*HOW TO COMPLETE THIS TASK*
Within the entries below, how many lines carry the word "pitch"? State the number and stop.

*RECORD EXCERPTS*
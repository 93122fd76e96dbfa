//! The entity graph capability.

use super::{EntityId, Location, Radius};

/// Read/write access to the host's entity model.
///
/// Every method takes `&self`: hosts are expected to use interior
/// mutability, because the same graph is touched again from a delayed
/// task after the teleport call has returned.
///
/// Handles may go stale at any time (the entity despawned). Queries on a
/// stale handle return `None`/`false`/empty, and mutations on a stale
/// handle return `false` without side effects.
pub trait EntityGraph {
    /// Whether the handle still refers to a live entity.
    fn is_valid(&self, entity: EntityId) -> bool;

    /// The entity this one is riding.
    fn vehicle(&self, entity: EntityId) -> Option<EntityId>;

    /// The entity riding this one.
    fn passenger(&self, entity: EntityId) -> Option<EntityId>;

    /// Make `passenger` ride `vehicle`.
    fn set_passenger(&self, vehicle: EntityId, passenger: EntityId) -> bool;

    /// Throw off whatever is riding `vehicle`.
    fn eject(&self, vehicle: EntityId) -> bool;

    /// Whether the entity is a human player.
    fn is_player(&self, entity: EntityId) -> bool;

    /// Whether the entity can be held on a leash.
    fn is_leashable(&self, entity: EntityId) -> bool;

    /// The entity holding this one's leash.
    fn leash_holder(&self, entity: EntityId) -> Option<EntityId>;

    /// Attach the entity's leash to `holder`.
    fn set_leash_holder(&self, entity: EntityId, holder: EntityId) -> bool;

    /// Current position.
    fn location(&self, entity: EntityId) -> Option<Location>;

    /// Live entities inside the box `radius` around `entity`, excluding
    /// `entity` itself.
    fn nearby(&self, entity: EntityId, radius: &Radius) -> Vec<EntityId>;

    /// Move the entity to `destination`.
    fn relocate(&self, entity: EntityId, destination: &Location) -> bool;
}
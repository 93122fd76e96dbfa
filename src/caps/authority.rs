//! Permission Authority - The capability mint.
//!
//! This module implements [`PermissionAuthority`], the sole entity authorized
//! to create capability tokens. It resolves the capability's permission node
//! through the hierarchical resolver, logs every grant, and issues tokens.

use super::nodes::*;
use super::tokens::{Cap, Capability};
use crate::perms::{PermissionGranter, resolve};
use crate::world::EntityId;
use portalguns_text::{MessageSource, Recipient};
use tracing::{debug, trace};

// ============================================================================
// Request Method Generation Macros
// ============================================================================

/// Macro to generate global capability request methods.
macro_rules! impl_global_cap_request {
    ($(
        $(#[$meta:meta])*
        $method:ident -> $cap:ident
    ),* $(,)?) => {
        $(
            $(#[$meta])*
            pub fn $method(&self) -> Option<Cap<$cap>> {
                self.request::<$cap>(())
            }
        )*
    };
}

/// Macro to generate targeted capability request methods.
macro_rules! impl_targeted_cap_request {
    ($(
        $(#[$meta:meta])*
        $method:ident -> $cap:ident
    ),* $(,)?) => {
        $(
            $(#[$meta])*
            pub fn $method(&self, target: EntityId) -> Option<Cap<$cap>> {
                self.request::<$cap>(target)
            }
        )*
    };
}

// ============================================================================
// Permission Authority
// ============================================================================

/// The Permission Authority - sole minter of capability tokens.
///
/// Wraps the permission granter of one subject (a player or the console)
/// and checks nodes on its behalf. Each request:
///
/// 1. Resolves `T::NODE` exactly, then through wildcard prefixes
/// 2. Logs the grant (or denial) with the node that matched
/// 3. Returns `Some(Cap<T>)` if granted, `None` otherwise
pub struct PermissionAuthority<'a, G: PermissionGranter + ?Sized> {
    subject: &'a str,
    granter: &'a G,
}

impl<'a, G: PermissionGranter + ?Sized> PermissionAuthority<'a, G> {
    /// Create an authority for `subject`, named only for logging.
    #[inline]
    pub fn new(subject: &'a str, granter: &'a G) -> Self {
        Self { subject, granter }
    }

    /// Request any capability.
    pub fn request<T: Capability>(&self, scope: T::Scope) -> Option<Cap<T>>
    where
        T::Scope: std::fmt::Debug,
    {
        match resolve(self.granter, T::NODE) {
            Some(grant) => {
                debug!(
                    node = T::NODE,
                    subject = %self.subject,
                    matched = %grant,
                    scope = ?scope,
                    "Capability granted"
                );
                Some(Cap::new(scope, grant))
            }
            None => {
                trace!(
                    node = T::NODE,
                    subject = %self.subject,
                    scope = ?scope,
                    "Capability denied"
                );
                None
            }
        }
    }

    /// Request a capability, telling `recipient` why on denial.
    ///
    /// The denial text is `T::DENIED` rendered from `messages`.
    pub fn require<T, S, R>(&self, scope: T::Scope, messages: &S, recipient: &R) -> Option<Cap<T>>
    where
        T: Capability,
        T::Scope: std::fmt::Debug,
        S: MessageSource + ?Sized,
        R: Recipient + ?Sized,
    {
        let cap = self.request::<T>(scope);
        if cap.is_none() {
            T::DENIED.send(messages, recipient, &[]);
        }
        cap
    }

    /// Check an arbitrary node without minting a token.
    pub fn check(&self, node: &str) -> bool {
        resolve(self.granter, node).is_some()
    }

    impl_global_cap_request! {
        /// Request capability to fire a portal gun.
        request_use_cap -> UseGunCap,

        /// Request capability to craft portal guns.
        request_craft_cap -> CraftGunCap,

        /// Request capability to create global guns.
        request_global_gun_cap -> GlobalGunCap,

        /// Request capability to open the control panel.
        request_control_panel_cap -> ControlPanelCap,

        /// Request capability to toggle portal persistence.
        request_persistent_cap -> PersistentPortalCap,

        /// Request capability to reload configuration.
        request_reload_cap -> ReloadCap,
    }

    impl_targeted_cap_request! {
        /// Request capability to share portals with `target`.
        request_share_cap -> SharePortalCap,

        /// Request capability to give a gun to `target`.
        request_give_cap -> GiveGunCap,
    }
}

#[cfg(test)]
mod tests {
    use super::*;
    use crate::perms::{Grant, GrantSet};
    use portalguns_text::Defaults;
    use std::cell::RefCell;

    #[derive(Default)]
    struct Chat(RefCell<Vec<String>>);

    impl Recipient for Chat {
        fn send_message(&self, text: &str) {
            self.0.borrow_mut().push(text.to_string());
        }
    }

    #[test]
    fn wildcard_grants_every_gun_cap() {
        let grants: GrantSet = ["portalguns.gun.*"].into_iter().collect();
        let authority = PermissionAuthority::new("alice", &grants);

        assert!(authority.request_use_cap().is_some());
        assert!(authority.request_craft_cap().is_some());
        assert!(authority.request_global_gun_cap().is_some());
        assert!(authority.request_control_panel_cap().is_none());
        assert!(authority.request_reload_cap().is_none());
    }

    #[test]
    fn root_wildcard_grants_everything() {
        let grants: GrantSet = ["portalguns.*"].into_iter().collect();
        let authority = PermissionAuthority::new("admin", &grants);
        let target = EntityId::new();

        let give = authority.request_give_cap(target).unwrap();
        assert_eq!(give.scope(), &target);
        assert_eq!(give.node(), "portalguns.cmd.give");
        assert!(authority.request_share_cap(target).is_some());
        assert!(authority.request_persistent_cap().is_some());
    }

    #[test]
    fn exact_node_only() {
        let grants: GrantSet = ["portalguns.controlpanel"].into_iter().collect();
        let authority = PermissionAuthority::new("bob", &grants);

        assert!(authority.request_control_panel_cap().is_some());
        assert!(authority.request_use_cap().is_none());
        assert!(authority.check("PortalGuns.ControlPanel"));
    }

    #[test]
    fn unsized_granter() {
        let grants: GrantSet = ["portalguns.cmd.reload"].into_iter().collect();
        let dynamic: &dyn PermissionGranter = &grants;
        let authority = PermissionAuthority::new("console", dynamic);
        assert!(authority.request_reload_cap().is_some());
    }

    #[test]
    fn token_records_matching_grant() {
        let grants: GrantSet = ["portalguns.gun.*", "portalguns.cmd.reload"].into_iter().collect();
        let authority = PermissionAuthority::new("carol", &grants);

        let used = authority.request_use_cap().unwrap();
        assert_eq!(used.granted_by(), &Grant::Wildcard("portalguns.gun.*".to_string()));
        assert!(authority.request_reload_cap().unwrap().is_exact());
    }

    #[test]
    fn require_reports_denial_to_subject() {
        let grants: GrantSet = ["portalguns.gun.use"].into_iter().collect();
        let authority = PermissionAuthority::new("dave", &grants);
        let chat = Chat::default();

        assert!(authority.require::<UseGunCap, _, _>((), &Defaults, &chat).is_some());
        assert!(chat.0.borrow().is_empty());

        assert!(authority.require::<ReloadCap, _, _>((), &Defaults, &chat).is_none());
        assert_eq!(*chat.0.borrow(), ["\u{00A7}cInsufficient permissions."]);
    }
}
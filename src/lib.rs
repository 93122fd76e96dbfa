//! portalguns - portal gun core
//!
//! Host-independent logic for a portal gun game mode:
//! - [`perms`]: hierarchical dotted-permission checks with wildcard prefixes
//! - [`caps`]: capability tokens minted from those checks
//! - [`teleport`]: moving a whole vehicle/passenger chain, leashed
//!   followers included, and remounting it a few ticks later
//!
//! The game engine is reached only through [`world::EntityGraph`] and
//! [`scheduler::DelayedTaskScheduler`].

pub mod caps;
pub mod config;
pub mod error;
pub mod perms;
pub mod scheduler;
pub mod teleport;
pub mod world;

pub use config::Config;
pub use error::{ConfigError, SchedulerError, TeleportError};
pub use perms::{PermissionGranter, has_permission};
pub use teleport::{Chain, Teleporter};

/// Player-facing message catalog.
pub use portalguns_text as text;
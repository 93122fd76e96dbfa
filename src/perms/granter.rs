//! Sources of literal permission grants.

use std::collections::{BTreeSet, HashSet};

/// Answers whether one literal permission string is granted.
///
/// Implementations do no wildcard expansion of their own; that is the
/// resolver's job. They are expected to be cheap (typically a set lookup).
pub trait PermissionGranter {
    fn is_granted(&self, permission: &str) -> bool;
}

impl<T: PermissionGranter + ?Sized> PermissionGranter for &T {
    #[inline]
    fn is_granted(&self, permission: &str) -> bool {
        (**self).is_granted(permission)
    }
}

impl PermissionGranter for HashSet<String> {
    #[inline]
    fn is_granted(&self, permission: &str) -> bool {
        self.contains(permission)
    }
}

impl PermissionGranter for BTreeSet<String> {
    #[inline]
    fn is_granted(&self, permission: &str) -> bool {
        self.contains(permission)
    }
}

/// A set of granted nodes, stored lowercase and trimmed.
#[derive(Debug, Clone, Default, PartialEq, Eq)]
pub struct GrantSet {
    nodes: HashSet<String>,
}

impl GrantSet {
    pub fn new() -> Self {
        Self::default()
    }

    /// Grant a node. Returns `false` if it was already granted.
    pub fn grant(&mut self, node: &str) -> bool {
        self.nodes.insert(node.trim().to_lowercase())
    }

    /// Revoke a node. Returns `false` if it was not granted.
    pub fn revoke(&mut self, node: &str) -> bool {
        self.nodes.remove(&node.trim().to_lowercase())
    }

    pub fn len(&self) -> usize {
        self.nodes.len()
    }

    pub fn is_empty(&self) -> bool {
        self.nodes.is_empty()
    }

    pub fn iter(&self) -> impl Iterator<Item = &str> {
        self.nodes.iter().map(String::as_str)
    }
}

impl PermissionGranter for GrantSet {
    #[inline]
    fn is_granted(&self, permission: &str) -> bool {
        self.nodes.contains(permission)
    }
}

impl<S: AsRef<str>> FromIterator<S> for GrantSet {
    fn from_iter<I: IntoIterator<Item = S>>(iter: I) -> Self {
        let mut set = GrantSet::new();
        for node in iter {
            set.grant(node.as_ref());
        }
        set
    }
}

/// Adapts a closure into a [`PermissionGranter`].
#[derive(Clone, Copy)]
pub struct FnGranter<F>(F);

/// Wrap `f` so it can be used as a granter.
pub fn from_fn<F: Fn(&str) -> bool>(f: F) -> FnGranter<F> {
    FnGranter(f)
}

impl<F: Fn(&str) -> bool> PermissionGranter for FnGranter<F> {
    #[inline]
    fn is_granted(&self, permission: &str) -> bool {
        (self.0)(permission)
    }
}
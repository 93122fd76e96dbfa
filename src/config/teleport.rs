//! Chain teleport configuration.

use super::defaults::{
    default_follower_radius, default_max_chain_length, default_relink_delay_ticks,
};
use crate::world::Radius;
use serde::Deserialize;

/// Chain teleport configuration.
#[derive(Debug, Clone, PartialEq, Deserialize)]
pub struct TeleportConfig {
    /// Ticks to wait before passengers are remounted (default: 5).
    #[serde(default = "default_relink_delay_ticks")]
    pub relink_delay_ticks: u32,
    /// Maximum number of entities in one chain (default: 64).
    /// Walking stops once this many have been collected.
    #[serde(default = "default_max_chain_length")]
    pub max_chain_length: usize,
    /// Search box for leashed followers (default: 20 x 10 x 20).
    #[serde(default = "default_follower_radius")]
    pub follower_radius: Radius,
}

impl Default for TeleportConfig {
    fn default() -> Self {
        Self {
            relink_delay_ticks: default_relink_delay_ticks(),
            max_chain_length: default_max_chain_length(),
            follower_radius: default_follower_radius(),
        }
    }
}
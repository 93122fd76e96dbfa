//! Unified error handling for portalguns.
//!
//! Only host failures surface as errors. Malformed permission tokens,
//! despawned entities and cyclic vehicle graphs degrade to partial
//! success and are reported through logging instead.

use crate::config::ValidationError;
use thiserror::Error;

// ============================================================================
// Scheduler Errors
// ============================================================================

/// Errors returned when a delayed task cannot be accepted.
#[derive(Debug, Clone, PartialEq, Eq, Error)]
pub enum SchedulerError {
    #[error("scheduler is shut down")]
    Shutdown,

    #[error("no async runtime available to run delayed tasks")]
    NoRuntime,
}

impl SchedulerError {
    /// Get a static error code string for log labeling.
    #[inline]
    pub fn error_code(&self) -> &'static str {
        match self {
            Self::Shutdown => "scheduler_shutdown",
            Self::NoRuntime => "scheduler_no_runtime",
        }
    }
}

// ============================================================================
// Teleport Errors
// ============================================================================

/// Errors surfaced by [`Teleporter::teleport`](crate::teleport::Teleporter::teleport).
///
/// By the time this is returned the chain has already been relocated;
/// only the delayed relink (and the completion callback) was lost.
#[derive(Debug, Error)]
pub enum TeleportError {
    #[error("failed to schedule relink: {0}")]
    Schedule(#[from] SchedulerError),
}

// ============================================================================
// Config Errors
// ============================================================================

/// Configuration errors.
#[derive(Debug, Error)]
pub enum ConfigError {
    #[error("failed to read config file: {0}")]
    Io(#[from] std::io::Error),

    #[error("failed to parse config: {0}")]
    Parse(#[from] toml::de::Error),

    #[error("invalid config: {}", join_errors(.0))]
    Invalid(Vec<ValidationError>),
}

fn join_errors(errors: &[ValidationError]) -> String {
    errors
        .iter()
        .map(ToString::to_string)
        .collect::<Vec<_>>()
        .join("; ")
}

#[cfg(test)]
mod tests {
    use super::*;

    #[test]
    fn scheduler_error_codes() {
        assert_eq!(SchedulerError::Shutdown.error_code(), "scheduler_shutdown");
        assert_eq!(SchedulerError::NoRuntime.error_code(), "scheduler_no_runtime");
    }

    #[test]
    fn teleport_error_wraps_scheduler() {
        let err: TeleportError = SchedulerError::Shutdown.into();
        assert!(err.to_string().contains("shut down"));
    }

    #[test]
    fn invalid_config_lists_every_error() {
        let err = ConfigError::Invalid(vec![
            ValidationError::ZeroTick,
            ValidationError::ZeroChainLength,
        ]);
        let text = err.to_string();
        assert!(text.contains("tick_millis"));
        assert!(text.contains("max_chain_length"));
    }
}
//! Message template overrides.
//!
//! ```toml
//! [messages]
//! prefix = "&8[&5PG&8] "
//!
//! [messages.general]
//! no-permission = "&4You can't do that."
//! ```

use super::defaults::default_message_prefix;
use portalguns_text::{Category, MessageSource, Msg};
use serde::Deserialize;
use std::collections::HashMap;

/// Message template overrides, keyed by category then message name.
#[derive(Debug, Clone, PartialEq, Eq, Deserialize)]
pub struct MessagesConfig {
    /// Prefix for chat messages.
    #[serde(default = "default_message_prefix")]
    pub prefix: String,
    /// `category -> name -> template`.
    #[serde(flatten)]
    pub sections: HashMap<String, HashMap<String, String>>,
}

impl MessagesConfig {
    /// Override keys that do not name a catalog entry, as `category.name`.
    pub fn unknown_keys(&self) -> Vec<String> {
        let mut unknown = Vec::new();
        for (section, entries) in &self.sections {
            let category = section.parse::<Category>().ok();
            for name in entries.keys() {
                let known = category.is_some_and(|c| Msg::find(c, name).is_some());
                if !known {
                    unknown.push(format!("{section}.{name}"));
                }
            }
        }
        unknown.sort();
        unknown
    }
}

impl Default for MessagesConfig {
    fn default() -> Self {
        Self {
            prefix: default_message_prefix(),
            sections: HashMap::new(),
        }
    }
}

impl MessageSource for MessagesConfig {
    fn template(&self, category: Category, name: &str) -> Option<&str> {
        self.sections
            .get(category.name())
            .and_then(|entries| entries.get(name))
            .map(String::as_str)
    }

    fn prefix(&self) -> &str {
        &self.prefix
    }
}
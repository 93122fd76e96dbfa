//! Configuration loading and management.
//!
//! This module is split into logical submodules:
//! - [`types`]: The root [`Config`] and file loading
//! - [`teleport`]: Chain teleport tuning (TeleportConfig)
//! - [`scheduler`]: Host tick length (SchedulerConfig)
//! - [`messages`]: Message template overrides (MessagesConfig)
//! - [`validation`]: Startup validation of loaded values

mod defaults;
mod messages;
mod scheduler;
mod teleport;
mod types;
mod validation;

pub use messages::MessagesConfig;
pub use scheduler::SchedulerConfig;
pub use teleport::TeleportConfig;
pub use types::Config;
pub use validation::{ValidationError, validate};
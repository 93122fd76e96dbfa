//! Chain teleport orchestration.

use super::Chain;
use crate::config::TeleportConfig;
use crate::error::TeleportError;
use crate::scheduler::{DelayedTaskScheduler, TaskHandle};
use crate::world::{EntityGraph, EntityId, Location};
use std::sync::Arc;
use tracing::{debug, info, trace, warn};

/// Teleports entities together with everything linked to them.
///
/// Relocation is best-effort: entities that despawn (or that the graph
/// refuses to move) are skipped and the rest of the chain still moves.
/// The only hard failure is a scheduler refusing the relink task.
pub struct Teleporter<G> {
    graph: Arc<G>,
    config: TeleportConfig,
}

impl<G> Teleporter<G>
where
    G: EntityGraph + Send + Sync + 'static,
{
    pub fn new(graph: Arc<G>, config: TeleportConfig) -> Self {
        Self { graph, config }
    }

    #[inline]
    pub fn graph(&self) -> &Arc<G> {
        &self.graph
    }

    #[inline]
    pub fn config(&self) -> &TeleportConfig {
        &self.config
    }

    /// Teleport `entity` and its whole riding chain to `destination`.
    ///
    /// Every member is moved before this returns. Followers leashed to a
    /// player in the chain are moved and re-leashed. Riding links are
    /// restored `relink_delay_ticks` later, after which `on_complete`
    /// receives the chain.
    ///
    /// Returns a handle that cancels the pending relink (and with it the
    /// callback).
    pub fn teleport<S, F>(
        &self,
        entity: EntityId,
        destination: &Location,
        scheduler: &S,
        on_complete: F,
    ) -> Result<TaskHandle, TeleportError>
    where
        S: DelayedTaskScheduler + ?Sized,
        F: FnOnce(Chain) + Send + 'static,
    {
        let chain = Chain::discover(&*self.graph, entity, self.config.max_chain_length);

        // Snapshot before anything moves: afterwards the followers are no
        // longer near anything.
        let followers = self.graph.nearby(entity, &self.config.follower_radius);

        let anchor = self.relocate_chain(&chain, destination);
        let dragged = match anchor {
            Some(anchor) => self.drag_followers(anchor, &followers, destination),
            None => 0,
        };

        info!(
            entity = %entity,
            chain_len = chain.len(),
            dragged,
            destination = %destination,
            "Teleported entity chain"
        );

        let graph = Arc::clone(&self.graph);
        let handle = scheduler
            .schedule(
                self.config.relink_delay_ticks,
                Box::new(move || {
                    relink(&*graph, &chain);
                    on_complete(chain);
                }),
            )
            .map_err(|e| {
                warn!(entity = %entity, error = %e, code = e.error_code(), "Relink could not be scheduled");
                e
            })?;
        Ok(handle)
    }

    /// Eject and move each member, root first.
    ///
    /// Returns the last player member, used as the drag anchor.
    fn relocate_chain(&self, chain: &Chain, destination: &Location) -> Option<EntityId> {
        let mut anchor = None;
        for member in chain.iter() {
            if !self.graph.is_valid(member) {
                debug!(entity = %member, "Skipping stale chain member");
                continue;
            }
            if self.graph.passenger(member).is_some() {
                self.graph.eject(member);
            }
            if self.graph.relocate(member, destination) {
                trace!(entity = %member, "Relocated chain member");
            } else {
                debug!(entity = %member, "Chain member could not be relocated");
            }
            if self.graph.is_player(member) {
                anchor = Some(member);
            }
        }
        anchor
    }

    /// Move and re-leash every snapshot entity leashed to `anchor`.
    ///
    /// `anchor` must already be at `destination`.
    fn drag_followers(&self, anchor: EntityId, followers: &[EntityId], destination: &Location) -> usize {
        let mut dragged = 0;
        for &follower in followers {
            if follower == anchor || !self.graph.is_valid(follower) {
                continue;
            }
            if !self.graph.is_leashable(follower)
                || self.graph.leash_holder(follower) != Some(anchor)
            {
                continue;
            }
            if !self.graph.relocate(follower, destination) {
                debug!(entity = %follower, holder = %anchor, "Leashed follower could not be relocated");
                continue;
            }
            self.graph.set_leash_holder(follower, anchor);
            trace!(entity = %follower, holder = %anchor, "Dragged leashed follower");
            dragged += 1;
        }
        dragged
    }
}

/// Remount each member on the one before it.
fn relink<G: EntityGraph + ?Sized>(graph: &G, chain: &Chain) {
    for (vehicle, passenger) in chain.links() {
        if !graph.is_valid(vehicle) || !graph.is_valid(passenger) {
            debug!(vehicle = %vehicle, passenger = %passenger, "Skipping relink of stale pair");
            continue;
        }
        if !graph.set_passenger(vehicle, passenger) {
            debug!(vehicle = %vehicle, passenger = %passenger, "Relink refused");
        }
    }
    trace!(len = chain.len(), "Chain relinked");
}
//! Entity handles and positions.

use serde::Deserialize;
use std::fmt;
use uuid::Uuid;

/// Opaque handle to a movable world object.
#[derive(Debug, Clone, Copy, PartialEq, Eq, Hash, PartialOrd, Ord)]
pub struct EntityId(Uuid);

impl EntityId {
    /// A fresh random id.
    pub fn new() -> Self {
        Self(Uuid::new_v4())
    }

    /// Wrap a host-provided uuid.
    #[inline]
    pub const fn from_uuid(uuid: Uuid) -> Self {
        Self(uuid)
    }

    #[inline]
    pub const fn as_uuid(&self) -> &Uuid {
        &self.0
    }
}

impl Default for EntityId {
    fn default() -> Self {
        Self::new()
    }
}

impl From<Uuid> for EntityId {
    fn from(uuid: Uuid) -> Self {
        Self(uuid)
    }
}

impl fmt::Display for EntityId {
    fn fmt(&self, f: &mut fmt::Formatter<'_>) -> fmt::Result {
        fmt::Display::fmt(&self.0, f)
    }
}

/// A position in a named world, with optional facing.
#[derive(Debug, Clone, PartialEq)]
pub struct Location {
    pub world: String,
    pub x: f64,
    pub y: f64,
    pub z: f64,
    pub yaw: f32,
    pub pitch: f32,
}

impl Location {
    /// A location facing south and level (yaw 0, pitch 0).
    pub fn new(world: impl Into<String>, x: f64, y: f64, z: f64) -> Self {
        Self {
            world: world.into(),
            x,
            y,
            z,
            yaw: 0.0,
            pitch: 0.0,
        }
    }

    /// Replace the facing.
    #[must_use]
    pub fn with_facing(mut self, yaw: f32, pitch: f32) -> Self {
        self.yaw = yaw;
        self.pitch = pitch;
        self
    }

    /// True if `other` is in the same world and inside the axis-aligned
    /// box of half-extents `radius` centred here. Bounds are inclusive.
    pub fn is_within(&self, other: &Location, radius: &Radius) -> bool {
        self.world == other.world
            && (self.x - other.x).abs() <= radius.x
            && (self.y - other.y).abs() <= radius.y
            && (self.z - other.z).abs() <= radius.z
    }
}

impl fmt::Display for Location {
    fn fmt(&self, f: &mut fmt::Formatter<'_>) -> fmt::Result {
        write!(
            f,
            "{} {:.1},{:.1},{:.1}",
            self.world, self.x, self.y, self.z
        )
    }
}

/// Half-extents of a search box around a location.
#[derive(Debug, Clone, Copy, PartialEq, Deserialize)]
pub struct Radius {
    pub x: f64,
    pub y: f64,
    pub z: f64,
}

impl Radius {
    pub const fn new(x: f64, y: f64, z: f64) -> Self {
        Self { x, y, z }
    }
}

*EXPECTED OUTPUT*
5